Premise of the study: The Cactaceae are a major New World plant family and popular in horticulture. Still, taxonomie units and species limits have been difficult to define, and molecular phylogenetic studies so far have yielded largely unresolved trees, so relationships within Cactaceae remain insufficiently understood. This study focuses on the predominantly epiphytic tribe Rhipsalideae and evaluates the utility of a spectrum of plastid genomic regions. Methods: We present a phylogenetic study including 52 of the 53 Rhipsalideae species and all the infraspecific taxa.
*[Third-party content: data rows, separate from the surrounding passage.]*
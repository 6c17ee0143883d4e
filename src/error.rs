//! HTTP boundary errors.

use axum::{
    http::StatusCode,
    response::{IntoResponse, Response},
    Json,
};

use crate::auth::{dto::MessageResponse, error::AuthError};

#[derive(Debug, thiserror::Error)]
pub enum AppError {
    #[error(transparent)]
    Auth(#[from] AuthError),

    /// A rejection answered with an endpoint-specific message.
    #[error("{message}")]
    Rejected {
        status: StatusCode,
        message: &'static str,
    },
}

impl AppError {
    pub fn bad_request(message: &'static str) -> Self {
        AppError::Rejected {
            status: StatusCode::BAD_REQUEST,
            message,
        }
    }

    /// Status and the message shown to the caller. Internal detail never
    /// leaves this function except through the log.
    pub fn parts(&self) -> (StatusCode, String) {
        let err = match self {
            AppError::Rejected { status, message } => return (*status, (*message).to_string()),
            AppError::Auth(err) => err,
        };
        if err.is_internal() {
            tracing::error!(error = %err, "request failed");
        }
        let (status, message) = match err {
            AuthError::Validation(msg) => (StatusCode::BAD_REQUEST, msg.as_str()),
            AuthError::IncorrectCredential => (StatusCode::UNAUTHORIZED, "Incorrect password."),
            AuthError::InvalidOrExpiredLink => (StatusCode::BAD_REQUEST, "Invalid or expired link."),
            AuthError::LinkExpired => (StatusCode::BAD_REQUEST, "The link has expired."),
            AuthError::EmailMismatch => {
                (StatusCode::BAD_REQUEST, "Email does not match reset request.")
            }
            AuthError::TokenGeneration(_) => {
                (StatusCode::INTERNAL_SERVER_ERROR, "Failed to generate token.")
            }
            AuthError::Persistence(_) => (
                StatusCode::INTERNAL_SERVER_ERROR,
                "Could not save your request. Please try again later.",
            ),
            AuthError::Delivery(_) => (
                StatusCode::INTERNAL_SERVER_ERROR,
                "Could not send verification email. Please try again later.",
            ),
            AuthError::Hashing(_) => (
                StatusCode::INTERNAL_SERVER_ERROR,
                "Could not process your request. Please try again later.",
            ),
        };
        (status, message.to_string())
    }
}

impl IntoResponse for AppError {
    fn into_response(self) -> Response {
        let (status, message) = self.parts();
        (status, Json(MessageResponse::error(message))).into_response()
    }
}

/// Result type alias for handlers
pub type Result<T> = std::result::Result<T, AppError>;

#[cfg(test)]
mod tests {
    use super::*;
    use crate::auth::store::StoreError;
    use std::time::Duration;

    #[test]
    fn caller_errors_keep_their_message() {
        let (status, message) = AppError::from(AuthError::EmailMismatch).parts();
        assert_eq!(status, StatusCode::BAD_REQUEST);
        assert_eq!(message, "Email does not match reset request.");

        let (status, _) = AppError::from(AuthError::IncorrectCredential).parts();
        assert_eq!(status, StatusCode::UNAUTHORIZED);
    }

    #[test]
    fn internal_errors_hide_detail() {
        let err = AuthError::Persistence(StoreError::Timeout(Duration::from_secs(5)));
        let (status, message) = AppError::from(err).parts();
        assert_eq!(status, StatusCode::INTERNAL_SERVER_ERROR);
        assert!(!message.contains("timed out"));
    }

    #[test]
    fn rejected_uses_given_status() {
        let (status, message) = AppError::bad_request("Email is required.").parts();
        assert_eq!(status, StatusCode::BAD_REQUEST);
        assert_eq!(message, "Email is required.");
    }
}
Seven regions (trnK intron, matK, rbcL, rps3-rpl16, rpl16 intron, psbA-trnH, trnQ-rps16), ca. 5600 nucleotides (nt) were sequenced per sample. The regions used were evaluated for their phylogenetic performance and performance in DNA-based species recognition based on operational taxonomie units (OTUs) defined beforehand. Key results: The Rhipsalideae are monophyletic and contain five clades that correspond to the genera Rhipsalis, Lepismium, Schlumbergera, Hatiora, and Rhipsalidopsis. The species-level tree was well resolved and supported; the rpl16 and trnK introns yielded the best phylogenetic signal. Although the psbA-trnH and trnQ-rps16 spacers were the most successful individual regions for OTU identification, their success rate did not significantly exceed 70%. The highest OTU identification rate of 97% was found using the combination of psbA-trnH, rps3-rpl16, trnK intron, and trnQ-rps16 as a minimum possible marker length (ca. 1660 nt). Conclusions: The phylogenetic performance of a marker is not determined by the level of sequence variability, and species discrimination power does not necessarily correlate with phylogenetic utility.